Problem description:
The response must hold only the lines from the line containing "an audio backend" through the end of the listing, exactly as written.
= = = =
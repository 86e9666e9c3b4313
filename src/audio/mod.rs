//! Audio backend interface
//!
//! The decision engine drives playback through [`AudioBackend`]. Calls are
//! synchronous: a later rule in the same frame sees the effect of an earlier
//! one (the volume rule reads back the clamped level).

mod logging;
#[cfg(test)]
pub(crate) mod recording;

use std::path::Path;

pub use logging::LoggingBackend;

/// Playback primitives consumed by the engine
pub trait AudioBackend: Send {
    /// Load a track, replacing the current one
    fn load(&mut self, path: &Path) -> Result<(), AudioError>;

    /// Start the loaded track at `start_offset` seconds
    fn play(&mut self, start_offset: f64) -> Result<(), AudioError>;

    fn pause(&mut self);

    fn unpause(&mut self);

    fn stop(&mut self);

    /// Set the output level; backends clamp to `[0, 1]`
    fn set_volume(&mut self, volume: f64);

    fn volume(&self) -> f64;
}

/// Errors reported by an audio backend
#[derive(Debug, thiserror::Error)]
pub enum AudioError {
    #[error("no track loaded")]
    NothingLoaded,

    #[error("start offset {offset}s is outside the track")]
    OffsetOutOfRange { offset: f64 },
}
= = = =
Task response:
/// Errors reported by an audio backend
#[derive(Debug, thiserror::Error)]
pub enum AudioError {
    #[error("no track loaded")]
    NothingLoaded,

    #[error("start offset {offset}s is outside the track")]
    OffsetOutOfRange { offset: f64 },
}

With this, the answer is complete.